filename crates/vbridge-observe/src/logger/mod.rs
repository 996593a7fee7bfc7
mod config;
mod error;
mod format;
mod init;

pub use config::LoggerConfig;
pub use error::LoggerError;
pub use format::LoggerFormat;
pub use init::logger_init;
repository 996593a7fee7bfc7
//! Device-backed stream resolution for chat requests.
//!
//! A chat request may point at a local camera with an image URL such as
//! `v4l2:///dev/video0`. Before the request is dispatched the resolver makes
//! sure the stream registry has a stream for that device, reusing an existing
//! one when its source matches exactly.
//!
//! Listing and creating are two separate registry calls. Two requests racing
//! on the same new device can therefore both create a stream; no locking is
//! attempted across them.

use std::sync::Arc;

use tracing::{debug, error, info, instrument};
use vbridge_model::{ChatRequest, StreamId};

use crate::{
    error::CoreError,
    metrics::{MetricsHandle, StreamResolution},
    registry::StreamRegistry,
};

/// URL prefix of a local capture device; the device number follows.
pub const DEVICE_URL_PREFIX: &str = "v4l2:///dev/video";

/// Description given to streams opened for a capture device.
pub const DEVICE_STREAM_LABEL: &str = "v4l2 camera";

/// Device path referenced by `url`, if it is a capture-device URL.
///
/// `v4l2:///dev/video3` gives `/dev/video3`. The digits are kept as written
/// and anything after them is ignored.
pub fn device_path(url: &str) -> Option<String> {
    let rest = url.strip_prefix(DEVICE_URL_PREFIX)?;
    let digits = rest.bytes().take_while(u8::is_ascii_digit).count();
    if digits == 0 {
        return None;
    }
    Some(format!("/dev/video{}", &rest[..digits]))
}

/// First capture device referenced by a user message of `request`.
pub fn find_device(request: &ChatRequest) -> Option<String> {
    request.user_image_urls().find_map(device_path)
}

pub struct StreamResolver {
    registry: Arc<dyn StreamRegistry>,
    metrics: MetricsHandle,
}

impl StreamResolver {
    pub fn new(registry: Arc<dyn StreamRegistry>, metrics: MetricsHandle) -> Self {
        Self { registry, metrics }
    }

    /// Stream serving the device referenced by `request`, opening it if needed.
    ///
    /// `None` when the request references no capture device. The stream is left
    /// open afterwards so later requests for the same device reuse it.
    #[instrument(level = "debug", skip_all)]
    pub async fn resolve(&self, request: &ChatRequest) -> Result<Option<StreamId>, CoreError> {
        let Some(device) = find_device(request) else {
            return Ok(None);
        };
        info!(%device, "found v4l2 device");

        let streams = self
            .registry
            .list_streams()
            .await
            .map_err(CoreError::StreamListFailed)?;

        if let Some(existing) = streams.into_iter().find(|s| s.live_stream_url == device) {
            info!(%device, stream_id = %existing.id, "using existing v4l2 stream");
            self.metrics.record_stream(StreamResolution::Reused);
            return Ok(Some(existing.id));
        }

        debug!(%device, "no stream connected for device, adding one");
        match self.registry.create_stream(&device, DEVICE_STREAM_LABEL).await {
            Ok(stream) => {
                info!(%device, stream_id = %stream.id, "added v4l2 stream");
                self.metrics.record_stream(StreamResolution::Created);
                Ok(Some(stream.id))
            }
            Err(e) => {
                error!(%device, error = %e, "failed to add v4l2 stream");
                self.metrics.record_stream(StreamResolution::Failed);
                Err(CoreError::StreamCreationFailed(e))
            }
        }
    }
}
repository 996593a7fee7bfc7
use std::{sync::Arc, time::Duration};

use vbridge_model::CommandKind;

/// How a dispatched request ended.
#[derive(Debug, Clone, Copy, PartialEq, Eq)]
pub enum Outcome {
    Ok,
    Timeout,
    DispatchFailed,
}

impl Outcome {
    pub fn as_label(&self) -> &'static str {
        match self {
            Outcome::Ok => "ok",
            Outcome::Timeout => "timeout",
            Outcome::DispatchFailed => "dispatch_failed",
        }
    }
}

/// What the stream resolver did for a device-backed chat request.
#[derive(Debug, Clone, Copy, PartialEq, Eq)]
pub enum StreamResolution {
    Reused,
    Created,
    Failed,
}

impl StreamResolution {
    pub fn as_label(&self) -> &'static str {
        match self {
            StreamResolution::Reused => "reused",
            StreamResolution::Created => "created",
            StreamResolution::Failed => "failed",
        }
    }
}

/// Sink for bridge metrics.
///
/// The core only reports events; exposition belongs to the implementation
/// (see the `vbridge-prometheus` crate).
pub trait MetricsBackend: Send + Sync + 'static {
    fn record_dispatch(&self, kind: CommandKind);
    /// `waited` is the time spent waiting for the worker, when a wait happened.
    fn record_outcome(&self, kind: CommandKind, outcome: Outcome, waited: Option<Duration>);
    fn record_stream(&self, resolution: StreamResolution);
    fn record_orphan(&self);
}

pub type MetricsHandle = Arc<dyn MetricsBackend>;

/// Backend that drops everything.
#[derive(Debug, Default, Clone, Copy)]
pub struct NoopMetrics;

impl MetricsBackend for NoopMetrics {
    fn record_dispatch(&self, _kind: CommandKind) {}
    fn record_outcome(&self, _kind: CommandKind, _outcome: Outcome, _waited: Option<Duration>) {}
    fn record_stream(&self, _resolution: StreamResolution) {}
    fn record_orphan(&self) {}
}

/// Shared no-op handle.
pub fn noop() -> MetricsHandle {
    Arc::new(NoopMetrics)
}
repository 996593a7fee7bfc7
//! Domain and wire types shared by the bridge crates.
//!
//! Nothing in here performs I/O: these are the values that travel between the
//! HTTP surface, the correlation core and the external worker.

mod domain;
pub use domain::*;
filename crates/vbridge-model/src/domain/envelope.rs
use std::{fmt, time::SystemTime};

use serde::{Deserialize, Serialize};

use crate::{Payload, RequestId};

/// What the worker is asked to do with an envelope.
#[derive(Debug, Clone, Copy, PartialEq, Eq, Hash, Serialize, Deserialize)]
#[serde(rename_all = "camelCase")]
pub enum CommandKind {
    /// Replace the worker's active alert rules.
    Alert,
    /// Answer a chat/vision query.
    Query,
}

impl CommandKind {
    /// Short symbolic name, used for logging and metric labels.
    pub fn as_str(&self) -> &'static str {
        match self {
            CommandKind::Alert => "alert",
            CommandKind::Query => "query",
        }
    }
}

impl fmt::Display for CommandKind {
    fn fmt(&self, f: &mut fmt::Formatter<'_>) -> fmt::Result {
        f.write_str(self.as_str())
    }
}

/// Unit of work handed from the bridge to the worker.
///
/// Built once by the dispatcher and never mutated afterwards.
#[derive(Debug, Clone, PartialEq, Serialize, Deserialize)]
#[serde(rename_all = "camelCase")]
pub struct Envelope {
    pub kind: CommandKind,
    pub payload: Payload,
    pub id: RequestId,
    #[serde(with = "crate::domain::time_serde")]
    pub submitted_at: SystemTime,
}

impl Envelope {
    pub fn new(kind: CommandKind, payload: Payload, id: RequestId, submitted_at: SystemTime) -> Self {
        Self {
            kind,
            payload,
            id,
            submitted_at,
        }
    }
}

#[cfg(test)]
mod tests {
    use super::*;
    use std::time::{Duration, UNIX_EPOCH};

    #[test]
    fn kind_wire_names() {
        assert_eq!(serde_json::to_string(&CommandKind::Alert).unwrap(), r#""alert""#);
        assert_eq!(serde_json::to_string(&CommandKind::Query).unwrap(), r#""query""#);
    }

    #[test]
    fn envelope_wire_shape() {
        let id = RequestId::new();
        let env = Envelope::new(
            CommandKind::Alert,
            serde_json::json!({"r0": "fire"}),
            id,
            UNIX_EPOCH + Duration::from_millis(1_500),
        );

        let json = serde_json::to_value(&env).unwrap();
        assert_eq!(json["kind"], "alert");
        assert_eq!(json["payload"]["r0"], "fire");
        assert_eq!(json["id"], id.to_string());
        assert_eq!(json["submittedAt"], 1.5);

        let back: Envelope = serde_json::from_value(json).unwrap();
        assert_eq!(back, env);
    }

    #[test]
    fn negative_timestamp_is_rejected() {
        let json = serde_json::json!({
            "kind": "query",
            "payload": null,
            "id": RequestId::new(),
            "submittedAt": -1.0,
        });
        assert!(serde_json::from_value::<Envelope>(json).is_err());
    }
}
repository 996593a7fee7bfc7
#[derive(Debug, Clone)]
pub struct HttpRegistryConfig {
    /// Base URL of the stream service, e.g. `http://localhost:5010`.
    pub endpoint: String,
    /// Per-call timeout.
    pub timeout_ms: u64,
}

impl HttpRegistryConfig {
    pub fn new(endpoint: impl Into<String>) -> Self {
        Self {
            endpoint: endpoint.into(),
            timeout_ms: 10_000,
        }
    }
}
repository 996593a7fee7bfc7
use thiserror::Error;

#[derive(Debug, Error)]
pub enum LoggerError {
    #[error("unknown log format {0:?}, use text, json or journald")]
    InvalidFormat(String),
    /// Needs linux and the `journald` feature of `vbridge-observe`.
    #[error("journald output needs linux and the vbridge-observe `journald` feature")]
    JournaldNotSupported,
    #[error("a global tracing subscriber is already installed")]
    AlreadyInitialized,
    #[error("failed to install tracing subscriber: {0}")]
    InitializationFailed(String),
    #[error("invalid log filter {0:?}")]
    InvalidLogLevel(String),
}
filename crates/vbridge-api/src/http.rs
use std::{sync::Arc, time::Duration};

use axum::{
    Json, Router,
    extract::{Query, State, rejection::JsonRejection, rejection::QueryRejection},
    http::StatusCode,
    response::IntoResponse,
    routing::{get, post},
};
use serde::{Deserialize, Serialize};
use serde_json::json;
use tracing::{debug, trace};
use vbridge_core::Delivery;
use vbridge_model::{AlertsRequest, ChatRequest, Response};

use crate::{error::ApiError, handler::ApiHandler};

/// Long-poll wait when the worker does not ask for one.
const DEFAULT_WAIT_MS: u64 = 1_000;
/// Upper bound on a single long-poll.
const MAX_WAIT_MS: u64 = 30_000;

/// HTTP API service builder.
pub struct HttpApi<H> {
    handler: Arc<H>,
}

impl<H> HttpApi<H>
where
    H: ApiHandler,
{
    /// Create new HTTP API with the given handler.
    pub fn new(handler: Arc<H>) -> Self {
        Self { handler }
    }

    /// Build axum router with mounted endpoints.
    ///
    /// Routes:
    /// - POST /api/v1/alerts - Replace alert rules
    /// - POST /api/v1/chat/completions - Chat/vision query
    /// - GET /api/v1/models - Model listing
    /// - GET /api/v1/live-stream - Known streams
    /// - GET /api/v1/health/live, /api/v1/health/ready - Probes
    /// - GET /internal/v1/commands/next - Worker long-poll
    /// - POST /internal/v1/responses - Worker response delivery
    pub fn router(self) -> Router {
        Router::new()
            .route("/api/v1/alerts", post(submit_alerts::<H>))
            .route("/api/v1/chat/completions", post(chat_completion::<H>))
            .route("/api/v1/models", get(list_models::<H>))
            .route("/api/v1/live-stream", get(list_streams::<H>))
            .route("/api/v1/health/live", get(live))
            .route("/api/v1/health/ready", get(ready::<H>))
            .route("/internal/v1/commands/next", get(next_command::<H>))
            .route("/internal/v1/responses", post(deliver_response::<H>))
            .with_state(self.handler)
    }
}

// ============================================================================
// Request/Response types
// ============================================================================

#[derive(Debug, Serialize)]
struct DetailResponse<T> {
    detail: T,
}

#[derive(Debug, Deserialize)]
struct NextCommandParams {
    wait_ms: Option<u64>,
}

impl NextCommandParams {
    fn wait(&self) -> Duration {
        Duration::from_millis(self.wait_ms.unwrap_or(DEFAULT_WAIT_MS).min(MAX_WAIT_MS))
    }
}

fn rejected(e: impl std::fmt::Display) -> ApiError {
    ApiError::InvalidRequest(e.to_string())
}

// ============================================================================
// Handlers
// ============================================================================

/// POST /api/v1/alerts
async fn submit_alerts<H>(
    State(handler): State<Arc<H>>,
    req: Result<Json<AlertsRequest>, JsonRejection>,
) -> Result<impl IntoResponse, ApiError>
where
    H: ApiHandler,
{
    let Json(req) = req.map_err(|e| rejected(e.body_text()))?;
    req.validate()?;

    debug!(count = req.alerts.len(), alerts_id = %req.id, "submitting alerts");
    let detail = handler.submit_alerts(req).await?;

    Ok(Json(DetailResponse { detail }))
}

/// POST /api/v1/chat/completions
async fn chat_completion<H>(
    State(handler): State<Arc<H>>,
    req: Result<Json<ChatRequest>, JsonRejection>,
) -> Result<impl IntoResponse, ApiError>
where
    H: ApiHandler,
{
    let Json(req) = req.map_err(|e| rejected(e.body_text()))?;

    debug!(messages = req.messages.len(), "chat completion");
    let payload = handler.chat_completion(req).await?;

    Ok(Json(payload))
}

/// GET /api/v1/models
async fn list_models<H>(State(handler): State<Arc<H>>) -> Result<impl IntoResponse, ApiError>
where
    H: ApiHandler,
{
    Ok(Json(handler.list_models().await?))
}

/// GET /api/v1/live-stream
async fn list_streams<H>(State(handler): State<Arc<H>>) -> Result<impl IntoResponse, ApiError>
where
    H: ApiHandler,
{
    Ok(Json(handler.list_streams().await?))
}

/// GET /api/v1/health/live
async fn live() -> impl IntoResponse {
    Json(json!({ "status": "ok" }))
}

/// GET /api/v1/health/ready
async fn ready<H>(State(handler): State<Arc<H>>) -> Result<impl IntoResponse, ApiError>
where
    H: ApiHandler,
{
    handler.ready().await?;
    Ok(Json(json!({ "status": "ready" })))
}

/// GET /internal/v1/commands/next
///
/// Query params:
/// - ?wait_ms=1000 - how long to wait for work (default 1000, max 30000)
async fn next_command<H>(
    State(handler): State<Arc<H>>,
    params: Result<Query<NextCommandParams>, QueryRejection>,
) -> Result<axum::response::Response, ApiError>
where
    H: ApiHandler,
{
    let Query(params) = params.map_err(|e| rejected(e.body_text()))?;

    match handler.next_command(params.wait()).await? {
        Some(envelope) => {
            trace!(request_id = %envelope.id, kind = %envelope.kind, "handing command to worker");
            Ok(Json(envelope).into_response())
        }
        None => Ok(StatusCode::NO_CONTENT.into_response()),
    }
}

/// POST /internal/v1/responses
async fn deliver_response<H>(
    State(handler): State<Arc<H>>,
    req: Result<Json<Response>, JsonRejection>,
) -> Result<impl IntoResponse, ApiError>
where
    H: ApiHandler,
{
    let Json(response) = req.map_err(|e| rejected(e.body_text()))?;
    let id = response.id;

    let delivery = handler.deliver_response(response).await?;
    if delivery == Delivery::Orphaned {
        debug!(request_id = %id, "response had no waiter, dropped");
    }

    Ok(StatusCode::ACCEPTED)
}
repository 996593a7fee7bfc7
//! [`StreamRegistry`](vbridge_core::StreamRegistry) backed by the stream
//! service's REST API.

mod config;
pub use config::HttpRegistryConfig;

mod http;
pub use http::HttpStreamRegistry;
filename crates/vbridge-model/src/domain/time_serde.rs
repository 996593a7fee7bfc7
//! `SystemTime` as fractional unix seconds.

use std::time::{Duration, SystemTime, UNIX_EPOCH};

use serde::{Deserialize, Deserializer, Serialize, Serializer};

pub fn serialize<S>(time: &SystemTime, serializer: S) -> Result<S::Ok, S::Error>
where
    S: Serializer,
{
    let since_epoch = time
        .duration_since(UNIX_EPOCH)
        .map_err(serde::ser::Error::custom)?;
    since_epoch.as_secs_f64().serialize(serializer)
}

pub fn deserialize<'de, D>(deserializer: D) -> Result<SystemTime, D::Error>
where
    D: Deserializer<'de>,
{
    let secs = f64::deserialize(deserializer)?;
    let offset = Duration::try_from_secs_f64(secs).map_err(serde::de::Error::custom)?;
    Ok(UNIX_EPOCH + offset)
}
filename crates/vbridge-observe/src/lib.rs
mod logger;
pub use logger::*;
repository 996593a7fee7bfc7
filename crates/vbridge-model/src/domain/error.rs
use thiserror::Error;

/// Request rejected before it reaches the bridge core.
#[derive(Debug, Error, PartialEq, Eq)]
pub enum ValidationError {
    #[error("too many alerts: {count} (max {max})")]
    TooManyAlerts { count: usize, max: usize },
    #[error("alert {index} is too long: {len} characters (max {max})")]
    AlertTooLong { index: usize, len: usize, max: usize },
    #[error("id is too long: {len} characters (max {max})")]
    IdTooLong { len: usize, max: usize },
}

══════════════════════════════

--- What to work on ---
Copy every line from the material in which the word "referenced" can be found.

--- Task result ---
/// Device path referenced by `url`, if it is a capture-device URL.
/// First capture device referenced by a user message of `request`.
    /// Stream serving the device referenced by `request`, opening it if needed.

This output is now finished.